The true artist

Tom Bisig, Basel

Néons, dessins, vidéos, installations… Le Schaulager convoque l’art protéiforme et inclassable de Bruce Nauman pour Disappearing Acts, rétrospective regroupant 170 œuvres.

Bouleverser la vision du monde du visiteur, le mettre à l’épreuve sur le plan psychique et physiologique : tel est le credo de Bruce Nauman (né en 1941). Installant un « équilibre entre des pièces célèbres – de véritables icônes de l’Histoire de l’Art – et des œuvres rarement montrées », l’exposition (qui sera ensuite montrée au MoMA de New York, du 21 octobre au 17 mars 2019) construite chronologiquement est « fidèle à cette ambition », explique Isabel Friedli, une des commissaires de l’événement « même si l’artiste est aujourd’hui plus méditatif et mélancolique qu’à ses débuts, marqués par une plus grande violence ». One Hundred Live and Die (1984) ressemble ainsi à un coup de batte de base-ball en pleine face avec ses cent phrases impératives écrites avec des néons de toutes les couleurs qui clignotent ad nauseam, hypnotiques, autour des verbes vivre et mourir mis à toutes les sauces : fuck and live, kill and die, cry and live, cut and die, etc. S’il s’avère périlleux de définir le style de celui qui fut récompensé deux fois à la Biennale de Venise (1999 et 2009), il demeure possible de déterminer certaines de ses préoccupations récurrentes comme le sort fait aux animaux (Leaping Foxes, sculpture monumentale en forme de fragile pyramide de formes préfabriquées utilisées par les taxidermistes, créée spécialement pour le Schaulager) ou la ligne de démarcation ténue existant entre le Bien et le Mal.
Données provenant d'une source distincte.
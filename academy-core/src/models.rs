//! The academy's record kinds, in the shape they are stored remotely and in the local cache.
use rally::Record;

/// Row id of the one and only branding record.
pub const BRANDING_ID: &str = "main";
pub const DEFAULT_ACADEMY_NAME: &str = "TALONS ACADEMY";

/// A fresh id such as `s-3f2a...`. Ids are minted once and never reassigned.
pub fn mint_id(prefix: &str) -> String {
    format!("{prefix}-{}", uuid::Uuid::new_v4().simple())
}

fn today() -> String {
    chrono::Local::now().format("%Y-%m-%d").to_string()
}

/// NULL columns come back as `null`, which `#[serde(default)]` alone doesn't cover.
fn null_as_default<'de, D, T>(deserializer: D) -> Result<T, D::Error>
where
    D: serde::Deserializer<'de>,
    T: Default + serde::Deserialize<'de>,
{
    let value: Option<T> = serde::Deserialize::deserialize(deserializer)?;
    Ok(value.unwrap_or_default())
}

#[derive(Clone, Copy, Debug, Default, PartialEq, Eq, Hash, serde::Serialize, serde::Deserialize)]
pub enum SkillLevel {
    #[default]
    Beginner,
    Intermediate,
    Advanced,
    Elite,
}

impl std::fmt::Display for SkillLevel {
    fn fmt(&self, f: &mut std::fmt::Formatter<'_>) -> std::fmt::Result {
        let label = match self {
            SkillLevel::Beginner => "Beginner",
            SkillLevel::Intermediate => "Intermediate",
            SkillLevel::Advanced => "Advanced",
            SkillLevel::Elite => "Elite",
        };
        write!(f, "{label}")
    }
}

#[derive(Clone, Copy, Debug, Default, PartialEq, Eq, Hash, serde::Serialize, serde::Deserialize)]
pub enum HealthStatus {
    #[default]
    #[serde(rename = "Fit to Play")]
    Fit,
    #[serde(rename = "Minor Injury")]
    Injury,
    Resting,
    #[serde(rename = "Under Medical Supervision")]
    Medical,
    Dismissed,
}

impl std::fmt::Display for HealthStatus {
    fn fmt(&self, f: &mut std::fmt::Formatter<'_>) -> std::fmt::Result {
        let label = match self {
            HealthStatus::Fit => "Fit to Play",
            HealthStatus::Injury => "Minor Injury",
            HealthStatus::Resting => "Resting",
            HealthStatus::Medical => "Under Medical Supervision",
            HealthStatus::Dismissed => "Dismissed",
        };
        write!(f, "{label}")
    }
}

#[derive(Clone, Copy, Debug, PartialEq, Eq, Hash, serde::Serialize, serde::Deserialize)]
#[serde(rename_all = "lowercase")]
pub enum AttendanceStatus {
    Present,
    Absent,
    Late,
}

#[derive(Clone, Debug, PartialEq, Eq, serde::Serialize, serde::Deserialize)]
pub struct AttendanceRecord {
    /// `YYYY-MM-DD`
    pub date: String,
    pub status: AttendanceStatus,
}

impl AttendanceRecord {
    pub fn new(date: impl Into<String>, status: AttendanceStatus) -> Self {
        Self {
            date: date.into(),
            status,
        }
    }
}

#[derive(Clone, Copy, Debug, Default, PartialEq, Eq, Hash, serde::Serialize, serde::Deserialize)]
pub enum SessionType {
    #[default]
    Regular,
    Special,
    #[serde(rename = "Tournament Prep")]
    TournamentPrep,
}

impl std::fmt::Display for SessionType {
    fn fmt(&self, f: &mut std::fmt::Formatter<'_>) -> std::fmt::Result {
        let label = match self {
            SessionType::Regular => "Regular",
            SessionType::Special => "Special",
            SessionType::TournamentPrep => "Tournament Prep",
        };
        write!(f, "{label}")
    }
}

#[derive(Clone, Debug, PartialEq, Eq, serde::Serialize, serde::Deserialize)]
#[serde(rename_all = "snake_case")]
pub struct Student {
    pub id: String,
    pub name: String,
    pub age: u32,
    pub birthday: String,
    pub profile_pic: String,
    pub level: SkillLevel,
    pub health_status: HealthStatus,
    #[serde(default, deserialize_with = "null_as_default")]
    pub attendance: Vec<AttendanceRecord>,
    #[serde(default, deserialize_with = "null_as_default")]
    pub tournament_ids: Vec<String>,
    #[serde(default, skip_serializing_if = "Option::is_none")]
    pub training_plan_id: Option<String>,
    #[serde(default, deserialize_with = "null_as_default")]
    pub notes: String,
}

impl Default for Student {
    fn default() -> Self {
        Self {
            id: mint_id("s"),
            name: String::new(),
            age: 0,
            birthday: String::new(),
            profile_pic: String::new(),
            level: SkillLevel::default(),
            health_status: HealthStatus::default(),
            attendance: Vec::new(),
            tournament_ids: Vec::new(),
            training_plan_id: None,
            notes: String::new(),
        }
    }
}

impl Record for Student {
    const TABLE: &'static str = "students";

    fn id(&self) -> &str {
        &self.id
    }
}

#[derive(Clone, Debug, PartialEq, Eq, serde::Serialize, serde::Deserialize)]
#[serde(rename_all = "snake_case")]
pub struct Coach {
    pub id: String,
    pub name: String,
    pub email: String,
    #[serde(default, skip_serializing_if = "Option::is_none")]
    pub password: Option<String>,
    pub specialization: String,
    pub profile_pic: String,
    pub age: u32,
    pub phone: String,
}

impl Default for Coach {
    fn default() -> Self {
        Self {
            id: mint_id("c"),
            name: String::new(),
            email: String::new(),
            password: None,
            specialization: String::new(),
            profile_pic: String::new(),
            age: 0,
            phone: String::new(),
        }
    }
}

impl Record for Coach {
    const TABLE: &'static str = "coaches";

    fn id(&self) -> &str {
        &self.id
    }
}

#[derive(Clone, Debug, PartialEq, Eq, serde::Serialize, serde::Deserialize)]
#[serde(rename_all = "snake_case")]
pub struct Officer {
    pub id: String,
    pub name: String,
    /// Free-form title, e.g. "Vice President" or "P.I.O.".
    pub role: String,
    pub profile_pic: String,
    #[serde(default, skip_serializing_if = "Option::is_none")]
    pub contact: Option<String>,
}

impl Default for Officer {
    fn default() -> Self {
        Self {
            id: mint_id("o"),
            name: String::new(),
            role: String::new(),
            profile_pic: String::new(),
            contact: None,
        }
    }
}

impl Record for Officer {
    const TABLE: &'static str = "officers";

    fn id(&self) -> &str {
        &self.id
    }
}

#[derive(Clone, Debug, PartialEq, Eq, serde::Serialize, serde::Deserialize)]
pub struct Tournament {
    pub id: String,
    pub name: String,
    pub date: String,
    pub location: String,
    #[serde(default, deserialize_with = "null_as_default")]
    pub categories: Vec<String>,
    #[serde(default, skip_serializing_if = "Option::is_none")]
    pub description: Option<String>,
}

impl Default for Tournament {
    fn default() -> Self {
        Self {
            id: mint_id("t"),
            name: String::new(),
            date: today(),
            location: String::new(),
            categories: Vec::new(),
            description: None,
        }
    }
}

impl Record for Tournament {
    const TABLE: &'static str = "tournaments";

    fn id(&self) -> &str {
        &self.id
    }
}

#[derive(Clone, Debug, PartialEq, Eq, serde::Serialize, serde::Deserialize)]
pub struct Announcement {
    pub id: String,
    pub title: String,
    pub content: String,
    pub date: String,
    pub author: String,
}

impl Default for Announcement {
    fn default() -> Self {
        Self {
            id: mint_id("a"),
            title: String::new(),
            content: String::new(),
            date: today(),
            author: String::new(),
        }
    }
}

impl Record for Announcement {
    const TABLE: &'static str = "announcements";

    fn id(&self) -> &str {
        &self.id
    }
}

#[derive(Clone, Debug, PartialEq, Eq, serde::Serialize, serde::Deserialize)]
#[serde(rename_all = "snake_case")]
pub struct TrainingSession {
    pub id: String,
    pub title: String,
    pub date: String,
    pub start_time: String,
    pub end_time: String,
    pub focus: String,
    #[serde(rename = "type")]
    pub session_type: SessionType,
    #[serde(default, deserialize_with = "null_as_default")]
    pub target_levels: Vec<SkillLevel>,
}

impl Default for TrainingSession {
    fn default() -> Self {
        Self {
            id: mint_id("sess"),
            title: String::new(),
            date: today(),
            start_time: String::new(),
            end_time: String::new(),
            focus: String::new(),
            session_type: SessionType::default(),
            target_levels: Vec::new(),
        }
    }
}

impl Record for TrainingSession {
    const TABLE: &'static str = "sessions";

    fn id(&self) -> &str {
        &self.id
    }
}

#[derive(Clone, Debug, PartialEq, Eq, serde::Serialize, serde::Deserialize)]
pub struct Exercise {
    pub name: String,
    pub duration: String,
    #[serde(default, skip_serializing_if = "Option::is_none")]
    pub description: Option<String>,
}

impl Exercise {
    pub fn new(name: impl Into<String>, duration: impl Into<String>) -> Self {
        Self {
            name: name.into(),
            duration: duration.into(),
            description: None,
        }
    }
}

#[derive(Clone, Debug, PartialEq, Eq, serde::Serialize, serde::Deserialize)]
#[serde(rename_all = "snake_case")]
pub struct DailyPlan {
    pub id: String,
    pub date: String,
    pub start_time: String,
    pub end_time: String,
    pub total_duration: String,
    pub title: String,
    #[serde(default, deserialize_with = "null_as_default")]
    pub exercises: Vec<Exercise>,
    #[serde(default, skip_serializing_if = "Option::is_none")]
    pub notes: Option<String>,
}

impl Default for DailyPlan {
    fn default() -> Self {
        Self {
            id: mint_id("dp"),
            date: today(),
            start_time: String::new(),
            end_time: String::new(),
            total_duration: String::new(),
            title: String::new(),
            exercises: Vec::new(),
            notes: None,
        }
    }
}

impl Record for DailyPlan {
    const TABLE: &'static str = "daily_plans";
    const CACHE_KEY: &'static str = "plans";

    fn id(&self) -> &str {
        &self.id
    }
}

/// Academy name and artwork. Stored as a single row with id [`BRANDING_ID`].
#[derive(Clone, Debug, PartialEq, Eq, serde::Serialize, serde::Deserialize)]
#[serde(rename_all = "snake_case")]
pub struct BrandingSettings {
    pub id: String,
    #[serde(default, deserialize_with = "null_as_default")]
    pub name: String,
    #[serde(default)]
    pub logo_url: Option<String>,
    #[serde(default)]
    pub banner_url: Option<String>,
}

impl Default for BrandingSettings {
    fn default() -> Self {
        Self {
            id: BRANDING_ID.to_string(),
            name: DEFAULT_ACADEMY_NAME.to_string(),
            logo_url: None,
            banner_url: None,
        }
    }
}

impl Record for BrandingSettings {
    const TABLE: &'static str = "academy_settings";
    const CACHE_KEY: &'static str = "branding";
    const ASSET_FOLDER: &'static str = "branding";

    fn id(&self) -> &str {
        &self.id
    }
}

/// Records that carry a profile picture.
pub trait ProfilePicture: Record {
    /// Used in the asset path when the record has no name yet.
    const FALLBACK_NAME: &'static str;

    fn display_name(&self) -> &str;
    fn set_profile_pic(&mut self, url: String);
}

impl ProfilePicture for Student {
    const FALLBACK_NAME: &'static str = "new_student";

    fn display_name(&self) -> &str {
        &self.name
    }

    fn set_profile_pic(&mut self, url: String) {
        self.profile_pic = url;
    }
}

impl ProfilePicture for Coach {
    const FALLBACK_NAME: &'static str = "new_coach";

    fn display_name(&self) -> &str {
        &self.name
    }

    fn set_profile_pic(&mut self, url: String) {
        self.profile_pic = url;
    }
}

impl ProfilePicture for Officer {
    const FALLBACK_NAME: &'static str = "new_officer";

    fn display_name(&self) -> &str {
        &self.name
    }

    fn set_profile_pic(&mut self, url: String) {
        self.profile_pic = url;
    }
}

#[cfg(test)]
mod tests {
    use super::*;

    #[test]
    fn test_minted_ids_are_unique_and_prefixed() {
        let first = Student::default();
        let second = Student::default();
        assert!(first.id.starts_with("s-"));
        assert_ne!(first.id, second.id);
        assert!(DailyPlan::default().id.starts_with("dp-"));
    }

    #[test]
    fn test_student_wire_shape() {
        let student = Student {
            id: "s9".to_string(),
            name: "Ana".to_string(),
            health_status: HealthStatus::Medical,
            attendance: vec![AttendanceRecord::new("2024-05-25", AttendanceStatus::Late)],
            ..Default::default()
        };
        let json = serde_json::to_value(&student).unwrap();
        assert_eq!(json["profile_pic"], "");
        assert_eq!(json["health_status"], "Under Medical Supervision");
        assert_eq!(json["attendance"][0]["status"], "late");
        assert!(json.get("training_plan_id").is_none());
    }

    #[test]
    fn test_session_type_uses_display_labels() {
        let session = TrainingSession {
            session_type: SessionType::TournamentPrep,
            target_levels: vec![SkillLevel::Elite],
            ..Default::default()
        };
        let json = serde_json::to_value(&session).unwrap();
        assert_eq!(json["type"], "Tournament Prep");
        assert_eq!(json["target_levels"][0], "Elite");
        assert_eq!(SessionType::TournamentPrep.to_string(), "Tournament Prep");
    }

    #[test]
    fn test_missing_optional_fields_deserialize() {
        let student: Student = serde_json::from_str(
            r#"{"id":"s1","name":"Juan","age":14,"birthday":"2010-05-15","profile_pic":"",
                "level":"Intermediate","health_status":"Fit to Play"}"#,
        )
        .unwrap();
        assert!(student.attendance.is_empty());
        assert!(student.tournament_ids.is_empty());
        assert_eq!(student.level, SkillLevel::Intermediate);
    }

    #[test]
    fn test_null_columns_read_as_empty() {
        let students: Vec<Student> = serde_json::from_str(
            r#"[
                {"id":"s1","name":"Juan","age":14,"birthday":"","profile_pic":"","level":"Elite",
                 "health_status":"Resting","attendance":null,"tournament_ids":null,"notes":null},
                {"id":"s2","name":"Maria","age":12,"birthday":"","profile_pic":"","level":"Beginner",
                 "health_status":"Fit to Play","attendance":[{"date":"2024-05-25","status":"absent"}]}
            ]"#,
        )
        .unwrap();
        assert_eq!(students.len(), 2);
        assert!(students[0].attendance.is_empty());
        assert!(students[0].tournament_ids.is_empty());
        assert_eq!(students[0].notes, "");
        assert_eq!(students[1].attendance[0].status, AttendanceStatus::Absent);

        let plan: DailyPlan = serde_json::from_str(
            r#"{"id":"dp","date":"","start_time":"","end_time":"","total_duration":"","title":"",
                "exercises":null}"#,
        )
        .unwrap();
        assert!(plan.exercises.is_empty());

        let branding: BrandingSettings =
            serde_json::from_str(r#"{"id":"main","name":null,"logo_url":null}"#).unwrap();
        assert_eq!(branding.name, "");
        assert_eq!(branding.banner_url, None);
    }

    #[test]
    fn test_branding_defaults() {
        let branding = BrandingSettings::default();
        assert_eq!(branding.id, "main");
        assert_eq!(branding.name, "TALONS ACADEMY");
        assert_eq!(<BrandingSettings as Record>::CACHE_KEY, "branding");
        assert_eq!(<DailyPlan as Record>::CACHE_KEY, "plans");
        assert_eq!(<DailyPlan as Record>::TABLE, "daily_plans");
    }
}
Seven Virtues / Seven Vices (1983-1984) est ainsi un ensemble de sombres plaques de calcaire évoquant des pierres tombales où sont gravés des mots contradictoires (comme HOPE / ENVY) dont les lettres s’entremêlent tellement étroitement qu’il devient impossible de les distinguer.

Vue de l’exposition : Leaping Foxes, 2018 (Collection the artist, Courtesy Sperone Westwater, New York © Bruce Nauman / 2018, ProLitteris, Zurich) Photo : Tom Bisig, Basel

Objets inutiles dont le but est de déstabiliser la perception comme Device to Stand In (1966), néons dérivés de leur usage publicitaire pour questionner la condition humaine (Sex and Death by Murder and Suicide, 1985), œuvres auxquelles le visiteur est invité à participer telle l’angoissante Corridor installation (1970), présentation et mise en scène de l’atelier considéré comme espace matriciel de la création où le chacun est convié (Mapping the Studio II with color shift, ip, op & ip / op (Fat Chance John Cage), 2001)… L’œuvre de Bruce Nauman ne se laisse pas saisir au premier regard, mais permet, si on accepte l’expérimentation, de féconds questionnements existentiels. Par sa simplicité et sa radicalité l’installation sonore Get Out of my Mind, Get Out of the Room (1968) en est un fulgurant résumé : dans une petite pièce éclairée d’une ampoule, une voix sortie de nulle part – alternativement grognement, hurlement, plainte, etc. – dont le volume varie nous ordonne de dégager. Rester ? C’est un risque à prendre.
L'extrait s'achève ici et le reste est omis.